The Captain frowned, gulped down his wine, performed the mental calculations, and frowned deeper. "I'll organize an evacuation immediately."
"Very good. And I've already formulated some battle strategies that should help. I'll begin drilling your men in the morning."
The Captain squinted. "Perhaps you misunderstand. I'm talking about a complete evacuation. Soldiers included."
"The soldiers will be staying." The White Knight spoke with quiet authority. It was not a command so much as a fact shared with the unenlightened Captain.
"Surely, you can see that this is a small fort. We aren't a match for such a force. I've got only five companies."
"Five hundred will have to suffice." Again, he said it as an indisputable truth.

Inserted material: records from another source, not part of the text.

//! Haunted by the Light headless runner
//!
//! Builds a run on the flat map source and drives it with a simple
//! autopilot at the fixed simulation rate, logging what happens.
//!
//! Usage: `haunted-light [SEED] [TUNING.json]` (`RUST_LOG=debug` for events)

use std::process::ExitCode;

use haunted_light::consts::SIM_DT;
use haunted_light::sim::{ClipLibrary, FlatMapSource, GameState, RunState, SimEvent, TickInput, tick};
use haunted_light::{SimError, Tuning};

/// Give up after this much simulated time
const TIME_LIMIT: f64 = 600.0;
/// Autopilot jump cadence and hold time (seconds)
const JUMP_EVERY: f64 = 2.5;
const JUMP_HOLD: f64 = 0.15;

fn main() -> ExitCode {
    env_logger::init();
    log::info!("Haunted by the Light (headless) starting...");

    match run() {
        Ok(()) => ExitCode::SUCCESS,
        Err(err) => {
            log::error!("{err}");
            ExitCode::FAILURE
        }
    }
}

fn run() -> Result<(), SimError> {
    let mut args = std::env::args().skip(1);
    let seed = args
        .next()
        .and_then(|s| s.parse::<u64>().ok())
        .unwrap_or(0x5EED);
    let tuning = match args.next() {
        Some(path) => {
            let json = std::fs::read_to_string(&path)
                .map_err(|source| SimError::TuningFile { path, source })?;
            Tuning::from_json(&json)?
        }
        None => Tuning::default(),
    };

    let source = FlatMapSource::new(&tuning);
    let mut state = GameState::new(tuning, &source, ClipLibrary::standard(), seed)?;
    let mut autopilot = Autopilot::default();
    let mut frames = 0u64;

    while state.exit.is_none() && state.elapsed() < TIME_LIMIT {
        let input = autopilot.input(&state);
        tick(&mut state, &input, SIM_DT);
        frames += 1;

        for event in state.drain_events() {
            match event {
                SimEvent::CheckpointActivated { .. }
                | SimEvent::BiomeEntered(_)
                | SimEvent::LifeLost { .. }
                | SimEvent::RunEnded { .. } => log::info!("{event:?}"),
                _ => log::debug!("{event:?}"),
            }
        }
    }

    log::info!(
        "finished after {frames} frames ({:.1}s): {:?}, x={:.0}, lives {}, exit {:?}",
        state.elapsed(),
        state.run_state,
        state.player.body.pos.x,
        state.lives,
        state.exit
    );
    Ok(())
}

/// Presses jump to start, then hops at a fixed cadence
#[derive(Debug, Default)]
struct Autopilot {
    pressed_at: Option<f64>,
    next_jump: f64,
}

impl Autopilot {
    fn input(&mut self, state: &GameState) -> TickInput {
        let now = state.elapsed();
        let mut input = TickInput::default();
        match state.run_state {
            RunState::NotStarted => {
                input.jump_pressed = true;
                self.next_jump = now + JUMP_EVERY;
            }
            RunState::Running => {
                if let Some(at) = self.pressed_at {
                    if now - at >= JUMP_HOLD {
                        input.jump_released = true;
                        self.pressed_at = None;
                    }
                } else if now >= self.next_jump && state.player.is_grounded() {
                    input.jump_pressed = true;
                    self.pressed_at = Some(now);
                    self.next_jump = now + JUMP_EVERY;
                }
            }
            _ => {}
        }
        input
    }
}
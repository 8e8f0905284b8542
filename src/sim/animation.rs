//! Sprite animation driven by simulation time
//!
//! Each entity kind has a closed pose enum; every pose maps to a clip id at
//! compile time. The clip library only supplies frame counts and timings and
//! is checked against the pose enums when a run is built.

use std::collections::HashMap;
use std::fmt::Debug;

use serde::{Deserialize, Serialize};

use crate::error::SimError;

#[derive(Debug, Clone, Copy, PartialEq, Eq, Hash, Serialize, Deserialize)]
pub enum ClipId {
    SlimeIdle,
    SlimeMoving,
    SlimeDead,
    SlimeVictory,
    SpectreIdle,
    SpectreAwake,
    SpectreMoving,
    Butterfly,
    StarBlink,
}

#[derive(Debug, Clone, Copy, PartialEq, Eq, Default, Serialize, Deserialize)]
pub enum Facing {
    #[default]
    Right = 0,
    Left = 1,
    Front = 2,
    Back = 3,
}

impl Facing {
    #[inline]
    pub fn index(self) -> u8 {
        self as u8
    }
}

impl TryFrom<u8> for Facing {
    type Error = SimError;

    fn try_from(value: u8) -> Result<Self, Self::Error> {
        match value {
            0 => Ok(Facing::Right),
            1 => Ok(Facing::Left),
            2 => Ok(Facing::Front),
            3 => Ok(Facing::Back),
            other => Err(SimError::InvalidFacing(other)),
        }
    }
}

/// A closed set of animation states for one entity kind
pub trait Pose: Copy + Eq + Debug + 'static {
    const ALL: &'static [Self];

    fn clip(self) -> ClipId;
}

/// Frame layout of one clip
#[derive(Debug, Clone, Copy, PartialEq, Serialize, Deserialize)]
pub struct ClipDef {
    pub frames: u32,
    /// Facing variants available per frame
    pub facings: u8,
    /// Seconds per frame
    pub frame_duration: f32,
}

impl ClipDef {
    pub fn new(frames: u32, facings: u8, frame_duration: f32) -> Self {
        Self {
            frames,
            facings,
            frame_duration,
        }
    }
}

#[derive(Debug, Clone, Default)]
pub struct ClipLibrary {
    clips: HashMap<ClipId, ClipDef>,
}

impl ClipLibrary {
    pub fn new() -> Self {
        Self::default()
    }

    /// Frame counts of the shipped sprite sheets, one second per frame
    pub fn standard() -> Self {
        let table = [
            (ClipId::SlimeIdle, 4),
            (ClipId::SlimeMoving, 4),
            (ClipId::SlimeDead, 1),
            (ClipId::SlimeVictory, 1),
            (ClipId::SpectreIdle, 2),
            (ClipId::SpectreAwake, 1),
            (ClipId::SpectreMoving, 2),
            (ClipId::Butterfly, 3),
            (ClipId::StarBlink, 2),
        ];
        let clips = table
            .into_iter()
            .map(|(id, frames)| (id, ClipDef::new(frames, 1, 1.0)))
            .collect();
        Self { clips }
    }

    pub fn insert(&mut self, id: ClipId, def: ClipDef) -> Result<(), SimError> {
        if def.frames == 0 || def.facings == 0 || !(def.frame_duration > 0.0) {
            return Err(SimError::EmptyClip(id));
        }
        self.clips.insert(id, def);
        Ok(())
    }

    pub fn get(&self, id: ClipId) -> Option<&ClipDef> {
        self.clips.get(&id)
    }

    /// Every pose of `P` must have a clip
    pub fn require<P: Pose>(&self) -> Result<(), SimError> {
        for pose in P::ALL {
            let id = pose.clip();
            match self.clips.get(&id) {
                None => return Err(SimError::MissingClip(id)),
                Some(def) if def.frames == 0 || def.facings == 0 => {
                    return Err(SimError::EmptyClip(id));
                }
                Some(_) => {}
            }
        }
        Ok(())
    }
}

/// Animation capability component
#[derive(Debug, Clone, Copy, PartialEq, Default, Serialize, Deserialize)]
pub struct Animator {
    pub frame: u32,
    /// Seconds into the current frame
    pub timer: f32,
    /// Facing variant actually drawn (after fallback)
    pub facing_index: u8,
    #[serde(skip)]
    fallback_logged: bool,
}

impl Animator {
    /// Back to the first frame (pose changes switch immediately)
    pub fn restart(&mut self) {
        self.frame = 0;
        self.timer = 0.0;
    }

    pub fn advance(&mut self, clip: ClipId, def: &ClipDef, facing: Facing, dt: f32) {
        let wanted = facing.index();
        let resolved = if wanted < def.facings { wanted } else { 0 };
        if resolved != wanted {
            if !self.fallback_logged {
                log::warn!("{clip:?} has no facing {facing:?}, falling back to index 0");
                self.fallback_logged = true;
            }
        } else {
            self.fallback_logged = false;
        }
        self.facing_index = resolved;

        if def.frames <= 1 {
            self.frame = 0;
            return;
        }
        self.timer += dt.max(0.0);
        while self.timer >= def.frame_duration {
            self.timer -= def.frame_duration;
            self.frame = (self.frame + 1) % def.frames;
        }
    }
}

/// What the renderer should draw for an animated thing
#[derive(Debug, Clone, Copy, PartialEq, Eq, Serialize, Deserialize)]
pub struct SpriteFrame {
    pub clip: ClipId,
    pub frame: u32,
    pub facing: u8,
}

#[cfg(test)]
mod tests {
    use super::*;

    #[derive(Debug, Clone, Copy, PartialEq, Eq)]
    enum TestPose {
        Idle,
        Run,
    }

    impl Pose for TestPose {
        const ALL: &'static [Self] = &[TestPose::Idle, TestPose::Run];

        fn clip(self) -> ClipId {
            match self {
                TestPose::Idle => ClipId::SlimeIdle,
                TestPose::Run => ClipId::SlimeMoving,
            }
        }
    }

    #[test]
    fn test_require_reports_missing_clip() {
        let mut lib = ClipLibrary::new();
        lib.insert(ClipId::SlimeIdle, ClipDef::new(4, 1, 0.2)).unwrap();
        assert!(matches!(
            lib.require::<TestPose>(),
            Err(SimError::MissingClip(ClipId::SlimeMoving))
        ));
        lib.insert(ClipId::SlimeMoving, ClipDef::new(4, 1, 0.2)).unwrap();
        assert!(lib.require::<TestPose>().is_ok());
    }

    #[test]
    fn test_empty_clip_rejected() {
        let mut lib = ClipLibrary::new();
        assert!(matches!(
            lib.insert(ClipId::Butterfly, ClipDef::new(0, 1, 0.1)),
            Err(SimError::EmptyClip(ClipId::Butterfly))
        ));
    }

    #[test]
    fn test_invalid_facing_index() {
        assert_eq!(Facing::try_from(1).unwrap(), Facing::Left);
        assert!(matches!(Facing::try_from(7), Err(SimError::InvalidFacing(7))));
    }

    #[test]
    fn test_missing_facing_falls_back_to_zero() {
        let def = ClipDef::new(2, 1, 0.5);
        let mut anim = Animator::default();
        anim.advance(ClipId::StarBlink, &def, Facing::Back, 0.1);
        assert_eq!(anim.facing_index, 0);

        let paired = ClipDef::new(2, 2, 0.5);
        anim.advance(ClipId::StarBlink, &paired, Facing::Left, 0.1);
        assert_eq!(anim.facing_index, 1);
    }

    #[test]
    fn test_frames_wrap() {
        let def = ClipDef::new(3, 1, 0.25);
        let mut anim = Animator::default();
        anim.advance(ClipId::Butterfly, &def, Facing::Right, 0.8);
        assert_eq!(anim.frame, 0); // 3 frames advanced, wrapped
        anim.advance(ClipId::Butterfly, &def, Facing::Right, 0.25);
        assert_eq!(anim.frame, 1);
    }

    #[test]
    fn test_non_uniform_dt_matches_uniform() {
        let def = ClipDef::new(4, 1, 0.1);
        let mut uniform = Animator::default();
        let mut jittery = Animator::default();
        for _ in 0..57 {
            uniform.advance(ClipId::SlimeMoving, &def, Facing::Right, 1.0 / 60.0);
        }
        // same 0.95 s of simulated time, uneven frame pacing
        let pattern = [0.005, 0.03, 1.0 / 60.0, 0.0125, 0.0025, 0.0325];
        let mut total = 0.0;
        'outer: loop {
            for dt in pattern {
                if total + dt > 0.95 {
                    break 'outer;
                }
                jittery.advance(ClipId::SlimeMoving, &def, Facing::Right, dt);
                total += dt;
            }
        }
        jittery.advance(ClipId::SlimeMoving, &def, Facing::Right, 0.95 - total);
        assert_eq!(uniform.frame, 1);
        assert_eq!(uniform.frame, jittery.frame);
    }
}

"Not these five hundred. These are the five hundred worst soldiers in the kingdom. Most of them haven't seen a battle. Those that have are alive only because the death maidens weren't paying close enough attention. That's why Fort Stalwart was commissioned in the first place. It's not a fort. It's a dumping ground for all those soldiers barely competent enough to avoid dishonorable discharges. It was deliberately put here because this is where nothing ever happens."